== TO DO ==
Your answer should be every line of the records that contains the word "profile".

§

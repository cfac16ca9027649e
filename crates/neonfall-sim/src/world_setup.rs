//! Entity construction helpers.
//!
//! All spawn logic that places components into the hecs world lives
//! here so systems stay focused on per-tick rules.

use hecs::{Entity, World};
use rand::Rng;
use rand_chacha::ChaCha8Rng;

use neonfall_behavior::templates::EnemyTemplate;
use neonfall_core::components::{
    Agitation, BehaviorState, Collectible, Enemy, EnemyShot, Hazard, HazardKind, Payload,
    Projectile,
};
use neonfall_core::constants::{
    ARENA_HEIGHT, ARENA_WIDTH, EDGE_SPAWN_OFFSET, ENEMY_SHOT_RADIUS, ENEMY_SHOT_SPEED,
    POISON_LIFE, POISON_RADIUS, RIFT_LIFE,
};
use neonfall_core::enums::{Behavior, BossKind, Mode, RogueDifficulty, Side};
use neonfall_core::types::{Position, Vec2, Velocity};

/// Picks an entry edge with equal weight and a point just outside it.
pub fn edge_spawn_position(rng: &mut ChaCha8Rng) -> Position {
    let side = match rng.gen_range(0..4) {
        0 => Side::Top,
        1 => Side::Bottom,
        2 => Side::Left,
        _ => Side::Right,
    };
    match side {
        Side::Top => Position::new(rng.gen_range(0.0..ARENA_WIDTH), -EDGE_SPAWN_OFFSET),
        Side::Bottom => Position::new(
            rng.gen_range(0.0..ARENA_WIDTH),
            ARENA_HEIGHT + EDGE_SPAWN_OFFSET,
        ),
        Side::Left => Position::new(-EDGE_SPAWN_OFFSET, rng.gen_range(0.0..ARENA_HEIGHT)),
        Side::Right => Position::new(
            ARENA_WIDTH + EDGE_SPAWN_OFFSET,
            rng.gen_range(0.0..ARENA_HEIGHT),
        ),
    }
}

fn behavior_state(rng: &mut ChaCha8Rng, behavior: Behavior) -> BehaviorState {
    BehaviorState {
        zigzag_dir: if rng.gen_bool(0.5) { -1.0 } else { 1.0 },
        shoot_cooldown: rng.gen_range(90.0..140.0),
        dash_cooldown: rng.gen_range(120.0..160.0),
        aura_cooldown: 200.0,
        phase_cooldown: if behavior == Behavior::Assassin {
            220.0
        } else {
            0.0
        },
        rift_cooldown: if behavior == Behavior::Rift {
            rng.gen_range(140.0..200.0)
        } else {
            0.0
        },
        ..Default::default()
    }
}

/// Spawns one wave enemy from its template at an arena edge.
pub fn spawn_enemy(
    world: &mut World,
    rng: &mut ChaCha8Rng,
    template: &EnemyTemplate,
    hp_scale: f32,
    mode: Mode,
) -> Entity {
    let pos = edge_spawn_position(rng);
    let hp = template.base_hp * hp_scale;
    let shield_hp = if template.behavior == Behavior::Commander {
        match mode {
            Mode::Endless => 3.0,
            Mode::Rogue => 4.0,
        }
    } else {
        0.0
    };
    let state = behavior_state(rng, template.behavior);
    world.spawn((
        pos,
        Enemy {
            behavior: template.behavior,
            boss: None,
            radius: template.radius,
            base_speed: template.speed,
            base_hp: template.base_hp,
            hp,
            max_hp: hp,
            shield_hp,
            split_child: false,
            pending_death: false,
            boss_processed: false,
        },
        Agitation::default(),
        state,
    ))
}

/// Spawns the two children of a dying splitter next to it.
pub fn spawn_split_children(
    world: &mut World,
    rng: &mut ChaCha8Rng,
    parent: &Enemy,
    at: Position,
    mode: Mode,
    difficulty: RogueDifficulty,
) {
    let (min_radius, hp) = match mode {
        Mode::Endless => (12.0, 0.8 * parent.base_hp),
        Mode::Rogue => (
            10.0,
            (0.8 * parent.base_hp * difficulty.hp_factor()).max(1.0),
        ),
    };
    for _ in 0..2 {
        let pos = at.translated(Vec2::new(
            rng.gen_range(-10.0..10.0),
            rng.gen_range(-10.0..10.0),
        ));
        let mut state = behavior_state(rng, Behavior::Splitter);
        state.shoot_cooldown = rng.gen_range(120.0..160.0);
        state.dash_cooldown = rng.gen_range(140.0..180.0);
        world.spawn((
            pos,
            Enemy {
                behavior: Behavior::Splitter,
                boss: None,
                radius: (parent.radius * 0.65).max(min_radius),
                base_speed: parent.base_speed * 1.2,
                base_hp: parent.base_hp,
                hp,
                max_hp: hp,
                shield_hp: 0.0,
                split_child: true,
                pending_death: false,
                boss_processed: false,
            },
            Agitation::default(),
            state,
        ));
    }
}

/// Spawns one riftling near `at`; also used for boss minion summons.
pub fn spawn_rift_minion(
    world: &mut World,
    rng: &mut ChaCha8Rng,
    at: Position,
    mode: Mode,
    difficulty: RogueDifficulty,
) -> Entity {
    let (radius, hp) = match mode {
        Mode::Endless => (14.0, 1.2),
        Mode::Rogue => (12.0, 2.0 * difficulty.hp_factor()),
    };
    let pos = at.translated(Vec2::new(
        rng.gen_range(-8.0..8.0),
        rng.gen_range(-8.0..8.0),
    ));
    let mut state = behavior_state(rng, Behavior::Zigzag);
    state.shoot_cooldown = rng.gen_range(130.0..180.0);
    state.dash_cooldown = rng.gen_range(130.0..170.0);
    world.spawn((
        pos,
        Enemy {
            behavior: Behavior::Zigzag,
            boss: None,
            radius,
            base_speed: 2.0,
            base_hp: hp,
            hp,
            max_hp: hp,
            shield_hp: 0.0,
            split_child: true,
            pending_death: false,
            boss_processed: false,
        },
        Agitation::default(),
        state,
    ))
}

/// Spawns a boss with its profile's initial cooldowns.
pub fn spawn_boss(
    world: &mut World,
    rng: &mut ChaCha8Rng,
    kind: BossKind,
    hp: f32,
    mode: Mode,
) -> Entity {
    let profile = match kind {
        BossKind::Matriarch => neonfall_behavior::boss::MATRIARCH,
        BossKind::Warden => neonfall_behavior::boss::WARDEN,
    };
    let pos = match mode {
        Mode::Endless => Position::new(
            rng.gen_range(180.0..ARENA_WIDTH - 180.0),
            rng.gen_range(120.0..220.0),
        ),
        // Descends from above the top edge.
        Mode::Rogue => Position::new(
            ARENA_WIDTH / 2.0 + rng.gen_range(-90.0..90.0),
            -50.0,
        ),
    };
    let state = BehaviorState {
        shoot_cooldown: profile.shoot_cooldown,
        wave_cooldown: profile.wave_cooldown,
        summon_cooldown: profile.summon_cooldown,
        orbit_angle: rng.gen_range(0.0..std::f32::consts::TAU),
        ..Default::default()
    };
    world.spawn((
        pos,
        Enemy {
            behavior: Behavior::Boss,
            boss: Some(kind),
            radius: profile.radius,
            base_speed: profile.speed,
            base_hp: hp,
            hp,
            max_hp: hp,
            shield_hp: 0.0,
            split_child: false,
            pending_death: false,
            boss_processed: false,
        },
        Agitation::default(),
        state,
    ))
}

/// Spawns an aimed enemy bullet at the stock shot speed.
pub fn spawn_enemy_shot(world: &mut World, from: Position, toward: Position) -> Entity {
    let dir = from.offset_to(toward).normalized();
    spawn_enemy_shot_along(world, from, dir, ENEMY_SHOT_SPEED)
}

/// Spawns an enemy bullet with an explicit direction and speed (volleys).
pub fn spawn_enemy_shot_along(
    world: &mut World,
    from: Position,
    dir: Vec2,
    speed: f32,
) -> Entity {
    world.spawn((
        from,
        Velocity::along(dir, speed),
        EnemyShot {
            radius: ENEMY_SHOT_RADIUS,
        },
    ))
}

/// Spawns a player bullet.
pub fn spawn_bullet(
    world: &mut World,
    from: Position,
    dir: Vec2,
    speed: f32,
    projectile: Projectile,
) -> Entity {
    world.spawn((from, Velocity::along(dir, speed), projectile))
}

/// Spawns a collectible or power item.
pub fn spawn_collectible(
    world: &mut World,
    at: Position,
    radius: f32,
    payload: Payload,
) -> Entity {
    world.spawn((at, Collectible { radius, payload }))
}

/// Drops a poison cloud.
pub fn spawn_poison(world: &mut World, at: Position) -> Entity {
    world.spawn((
        at,
        Hazard {
            life: POISON_LIFE,
            kind: HazardKind::Poison {
                radius: POISON_RADIUS,
            },
        },
    ))
}

/// Opens a rift portal.
pub fn spawn_rift(world: &mut World, at: Position) -> Entity {
    world.spawn((
        at,
        Hazard {
            life: RIFT_LIFE,
            kind: HazardKind::Rift { minion_timer: 0.0 },
        },
    ))
}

§

== WRITTEN RESPONSE ==
/// Spawns a boss with its profile's initial cooldowns.
    let profile = match kind {
        shoot_cooldown: profile.shoot_cooldown,
        wave_cooldown: profile.wave_cooldown,
        summon_cooldown: profile.summon_cooldown,
            radius: profile.radius,
            base_speed: profile.speed,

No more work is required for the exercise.